ST. LOUIS – More than four in five Missouri children under the age of 6 tested have detectable levels of lead in their blood, according to a study appearing in “The Journal of the American Medical Association.”
Researchers from Quest Diagnostics and Boston Children’s Hospital analyzed more than 1.1 million lead blood tests conducted by Quest on children living in all 50 states and the District of Columbia, from Oct. 2018 to Feb. 2020. Approximately 71% of the children tested were less than 3 years old.
This is the first study to examine blood lead levels (BLLs) as low as 1.0 µg/dL, which the researchers called “detectable” BLL. An “elevated” blood lead level is typically is ≥5.0 µg/dL.
Researchers acknowledge there is no known threshold for lead-based health effects, though scientists proved by the mid-20th century that lead poisoning can cause neurological impairments in children, such as brain and nervous system damage, slowed growth and development, learning and behavior problems, and hearing and speech problems.

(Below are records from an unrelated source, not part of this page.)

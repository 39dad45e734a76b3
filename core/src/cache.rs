use crate::query_builder::{Syntax, Template};
use lru::LruCache;
use std::num::NonZeroUsize;
use std::sync::{Arc, Mutex, PoisonError};

/// Bounded LRU cache of compiled templates, keyed by query text.
///
/// Only compiled templates are cached, never query results. A capacity of zero disables
/// caching: every lookup compiles afresh.
#[derive(Debug)]
pub struct TemplateCache {
    inner: Option<Mutex<LruCache<String, Arc<Template>>>>,
}

impl TemplateCache {
    pub fn new(capacity: usize) -> Self {
        Self {
            inner: NonZeroUsize::new(capacity).map(|cap| Mutex::new(LruCache::new(cap))),
        }
    }

    pub fn disabled() -> Self {
        Self { inner: None }
    }

    pub fn get_or_compile(&self, source: &str, syntax: Syntax) -> Arc<Template> {
        let Some(inner) = &self.inner else {
            return Arc::new(Template::compile_with(source, syntax));
        };
        let mut cache = inner.lock().unwrap_or_else(PoisonError::into_inner);
        if let Some(template) = cache.get(source) {
            // a template cached under the other syntax is recompiled and replaced
            if template.syntax() == syntax {
                return Arc::clone(template);
            }
        }
        let template = Arc::new(Template::compile_with(source, syntax));
        cache.put(source.to_string(), Arc::clone(&template));
        template
    }

    pub fn capacity(&self) -> usize {
        self.inner.as_ref().map_or(0, |inner| {
            inner.lock().unwrap_or_else(PoisonError::into_inner).cap().get()
        })
    }

    pub fn len(&self) -> usize {
        self.inner
            .as_ref()
            .map_or(0, |inner| inner.lock().unwrap_or_else(PoisonError::into_inner).len())
    }

    pub fn is_empty(&self) -> bool {
        self.len() == 0
    }

    pub fn clear(&self) {
        if let Some(inner) = &self.inner {
            inner.lock().unwrap_or_else(PoisonError::into_inner).clear();
        }
    }
}

impl Default for TemplateCache {
    fn default() -> Self {
        Self::new(crate::config::DEFAULT_TEMPLATE_CACHE_SIZE)
    }
}
use serde::Deserialize;
use std::fmt;
use std::str::FromStr;

use crate::Error;

/// Positional parameter syntax emitted in place of a named placeholder.
#[derive(Debug, Clone, Copy, Default, PartialEq, Eq, Hash, Deserialize)]
#[serde(rename_all = "snake_case")]
pub enum Placeholder {
    /// `$1`, `$2`, ... (Postgres, and accepted by SQLite)
    #[default]
    DollarSign,
    /// `?1`, `?2`, ... (SQLite)
    NumberedQuestion,
}

impl Placeholder {
    pub fn dollar_sign() -> Self {
        Placeholder::DollarSign
    }

    pub fn numbered_question() -> Self {
        Placeholder::NumberedQuestion
    }

    /// The token for the 1-based position `index`.
    pub fn token(self, index: usize) -> Token {
        Token { style: self, index }
    }
}

impl FromStr for Placeholder {
    type Err = Error;

    fn from_str(s: &str) -> Result<Self, Self::Err> {
        match s {
            "dollar_sign" | "$" => Ok(Placeholder::DollarSign),
            "numbered_question" | "?" => Ok(Placeholder::NumberedQuestion),
            _ => Err(Error::ConfigError(format!(
                "unknown placeholder style `{s}`, expected `dollar_sign` or `numbered_question`"
            ))),
        }
    }
}

#[derive(Debug, Clone, Copy, PartialEq, Eq)]
pub struct Token {
    style: Placeholder,
    index: usize,
}

impl Token {
    pub fn index(&self) -> usize {
        self.index
    }
}

impl fmt::Display for Token {
    fn fmt(&self, f: &mut fmt::Formatter<'_>) -> fmt::Result {
        match self.style {
            Placeholder::DollarSign => write!(f, "${}", self.index),
            Placeholder::NumberedQuestion => write!(f, "?{}", self.index),
        }
    }
}
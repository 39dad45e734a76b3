use anyhow::Result;
use clap::{ArgAction, Parser, Subcommand};
use tracing_subscriber::EnvFilter;

mod command;
pub(crate) mod config;
mod util;

use command::*;

#[derive(Parser, Debug)]
#[command(author, version, about)]
struct Cli {
    /// Increase log verbosity. Repeat for more (-vv).
    #[arg(short, long, global = true, action = ArgAction::Count)]
    verbose: u8,

    #[command(subcommand)]
    command: Command,
}

#[derive(Subcommand, Debug)]
pub enum Command {
    Render(Render),
    Query(Query),
    Raw(Raw),
    Ping(Ping),
}

fn init_tracing(verbose: u8) {
    let default = match verbose {
        0 => "warn",
        1 => "namedsql=debug,namedsql_core=debug,info",
        _ => "debug",
    };
    let filter = EnvFilter::try_from_default_env().unwrap_or_else(|_| EnvFilter::new(default));
    tracing_subscriber::fmt().with_env_filter(filter).with_writer(std::io::stderr).init();
}

fn main() -> Result<()> {
    use Command::*;
    let cli = Cli::parse();
    init_tracing(cli.verbose);
    let config = config::load_config()?;
    match cli.command {
        Render(r) => r.run(&config),
        Query(q) => q.run(&config),
        Raw(r) => r.run(&config),
        Ping(p) => p.run(&config),
    }
}
use crate::error::{Error, Result};
use crate::query_builder::{Binder, Placeholder, Syntax, UnusedParameters};
use serde::Deserialize;
use std::env::var;

pub const DEFAULT_TEMPLATE_CACHE_SIZE: usize = 256;

/// Binding and connection settings.
///
/// Deserializes from a config file (every key optional). Environment variables `DATABASE_URL`
/// and `NAMEDSQL_TEMPLATE_CACHE_SIZE` take precedence when applied with [`Config::with_env`].
#[derive(Debug, Clone, PartialEq, Eq, Deserialize)]
#[serde(default)]
pub struct Config {
    pub syntax: Syntax,
    pub unused_parameters: UnusedParameters,
    pub placeholder: Placeholder,
    pub template_cache_size: usize,
    pub database_url: Option<String>,
}

impl Default for Config {
    fn default() -> Self {
        Self {
            syntax: Syntax::default(),
            unused_parameters: UnusedParameters::default(),
            placeholder: Placeholder::default(),
            template_cache_size: DEFAULT_TEMPLATE_CACHE_SIZE,
            database_url: None,
        }
    }
}

impl Config {
    pub fn from_env() -> Result<Self> {
        Self::default().with_env()
    }

    pub fn with_env(mut self) -> Result<Self> {
        if let Ok(url) = var("DATABASE_URL") {
            self.database_url = Some(url);
        }
        if let Ok(size) = var("NAMEDSQL_TEMPLATE_CACHE_SIZE") {
            self.template_cache_size = size.parse().map_err(|_| {
                Error::ConfigError(format!("NAMEDSQL_TEMPLATE_CACHE_SIZE must be a number, got `{size}`"))
            })?;
        }
        Ok(self)
    }

    pub fn database_url(&self) -> Result<&str> {
        self.database_url
            .as_deref()
            .ok_or_else(|| Error::ConfigError("DATABASE_URL must be set".to_string()))
    }

    pub fn binder(&self) -> Binder {
        Binder::from_config(self)
    }
}
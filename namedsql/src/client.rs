use namedsql_core::{Binder, Config, Error, Result, SqlParams, TemplateCache};
use sqlx::{Connection, Database, Executor, FromRow, IntoArguments};
use std::fmt;
use tracing::debug;

/// A single database connection that accepts `:name` queries.
///
/// Each call binds its parameters, rewrites the query to positional placeholders and hands both
/// to sqlx. Compiled templates are cached per client.
pub struct Client<DB: Database> {
    conn: DB::Connection,
    binder: Binder,
    cache: TemplateCache,
}

impl<DB: Database> fmt::Debug for Client<DB> {
    fn fmt(&self, f: &mut fmt::Formatter<'_>) -> fmt::Result {
        f.debug_struct("Client")
            .field("binder", &self.binder)
            .field("cache", &self.cache)
            .finish_non_exhaustive()
    }
}

impl<DB> Client<DB>
where
    DB: Database,
    for<'c> &'c mut DB::Connection: Executor<'c, Database = DB>,
    for<'q> <DB as Database>::Arguments<'q>: IntoArguments<'q, DB>,
{
    /// Open a connection to `url` and check that it is alive.
    pub async fn connect(url: &str) -> Result<Self> {
        Self::connect_with(url, &Config::default()).await
    }

    pub async fn connect_with(url: &str, config: &Config) -> Result<Self> {
        debug!(url = %redact_password(url), "connecting");
        let mut conn = <DB::Connection as Connection>::connect(url).await.map_err(Error::ConnectionError)?;
        conn.ping().await.map_err(Error::ConnectionError)?;
        Ok(Self::from_connection_with(conn, config))
    }

    pub fn from_connection(conn: DB::Connection) -> Self {
        Self::from_connection_with(conn, &Config::default())
    }

    pub fn from_connection_with(conn: DB::Connection, config: &Config) -> Self {
        Self {
            conn,
            binder: config.binder(),
            cache: TemplateCache::new(config.template_cache_size),
        }
    }

    pub fn binder(&self) -> &Binder {
        &self.binder
    }

    pub fn connection(&mut self) -> &mut DB::Connection {
        &mut self.conn
    }

    pub fn into_connection(self) -> DB::Connection {
        self.conn
    }

    pub async fn ping(&mut self) -> Result<()> {
        self.conn.ping().await.map_err(Error::ConnectionError)
    }

    pub async fn close(self) -> Result<()> {
        self.conn.close().await.map_err(Error::ConnectionError)
    }

    fn prepare<'q>(&self, template: &str, params: SqlParams<DB>) -> Result<(String, <DB as Database>::Arguments<'q>)> {
        let template = self.cache.get_or_compile(template, self.binder.get_syntax());
        self.binder.prepare_compiled(&template, params)?.into_arguments()
    }

    /// Fetch every row the query returns.
    pub async fn all(&mut self, template: &str, params: SqlParams<DB>) -> Result<Vec<DB::Row>> {
        let (sql, arguments) = self.prepare(template, params)?;
        let rows = sqlx::query_with(&sql, arguments).fetch_all(&mut self.conn).await?;
        Ok(rows)
    }

    pub async fn all_as<T>(&mut self, template: &str, params: SqlParams<DB>) -> Result<Vec<T>>
    where
        T: Send + Unpin + for<'r> FromRow<'r, DB::Row>,
    {
        let (sql, arguments) = self.prepare(template, params)?;
        let rows = sqlx::query_as_with::<_, T, _>(&sql, arguments).fetch_all(&mut self.conn).await?;
        Ok(rows)
    }

    /// Fetch exactly one row. No rows is [`sqlx::Error::RowNotFound`].
    pub async fn one(&mut self, template: &str, params: SqlParams<DB>) -> Result<DB::Row> {
        let (sql, arguments) = self.prepare(template, params)?;
        let row = sqlx::query_with(&sql, arguments).fetch_one(&mut self.conn).await?;
        Ok(row)
    }

    pub async fn one_as<T>(&mut self, template: &str, params: SqlParams<DB>) -> Result<T>
    where
        T: Send + Unpin + for<'r> FromRow<'r, DB::Row>,
    {
        let (sql, arguments) = self.prepare(template, params)?;
        let row = sqlx::query_as_with::<_, T, _>(&sql, arguments).fetch_one(&mut self.conn).await?;
        Ok(row)
    }

    pub async fn optional(&mut self, template: &str, params: SqlParams<DB>) -> Result<Option<DB::Row>> {
        let (sql, arguments) = self.prepare(template, params)?;
        let row = sqlx::query_with(&sql, arguments).fetch_optional(&mut self.conn).await?;
        Ok(row)
    }

    pub async fn optional_as<T>(&mut self, template: &str, params: SqlParams<DB>) -> Result<Option<T>>
    where
        T: Send + Unpin + for<'r> FromRow<'r, DB::Row>,
    {
        let (sql, arguments) = self.prepare(template, params)?;
        let row = sqlx::query_as_with::<_, T, _>(&sql, arguments)
            .fetch_optional(&mut self.conn)
            .await?;
        Ok(row)
    }

    /// Run a statement that returns no rows, e.g. an `insert` or `update`.
    pub async fn execute(&mut self, template: &str, params: SqlParams<DB>) -> Result<DB::QueryResult> {
        let (sql, arguments) = self.prepare(template, params)?;
        let result = sqlx::query_with(&sql, arguments).execute(&mut self.conn).await?;
        Ok(result)
    }

    /// Run unparameterized SQL as-is and collect the rows. Multiple statements are allowed.
    pub async fn raw(&mut self, sql: &str) -> Result<Vec<DB::Row>> {
        let rows = sqlx::raw_sql(sql).fetch_all(&mut self.conn).await?;
        Ok(rows)
    }

    pub async fn raw_execute(&mut self, sql: &str) -> Result<DB::QueryResult> {
        let result = sqlx::raw_sql(sql).execute(&mut self.conn).await?;
        Ok(result)
    }
}

/// Mask the password of a connection URL, for logging.
pub fn redact_password(url: &str) -> String {
    match url::Url::parse(url) {
        Ok(mut parsed) => {
            if parsed.password().is_some() {
                // only fails for URLs that cannot carry credentials
                let _ = parsed.set_password(Some("***"));
            }
            parsed.to_string()
        }
        Err(_) => "<unparseable url>".to_string(),
    }
}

Any lead found in the human bloodstream is an abnormality and should be considered potentially harmful.
The study shows 50.5% of the children tested had “detectable” blood lead levels and 1.9% had an “elevated” BLL. Quest Diagnostics researchers say this shows the majority of American children have been exposed to lead despite a decades-long campaign to reduce lead poisoning.
The key findings show young children at the greatest risk are those living in homes built before the 1950s and in zip codes with the highest levels of poverty. Children in areas with the highest levels of pre-1950s housing were nearly four times as likely to test for elevated blood lead levels (3.5% to 0.9%).
Twenty-four states had detectable levels of BLL above the 50.5% rate. The five states with the highest rates of detectable BLL are Nebraska (83%), Missouri (82%), Michigan (78%), Iowa (76%), and Utah (73%).
In addition, six states had elevated blood lead levels more than double the national average of 1.9%: Nebraska (6.0%), Ohio (5.2%), Pennsylvania (5.0%), Missouri (4.5%), Michigan (4.5%), and Wisconsin (4.3%).
The study identifies its size and national scope as strengths. The limitations include “reliance on testing orders, rather than population sampling; varying volumes of test results in certain states; and the inability to determine values below the threshold of detection.”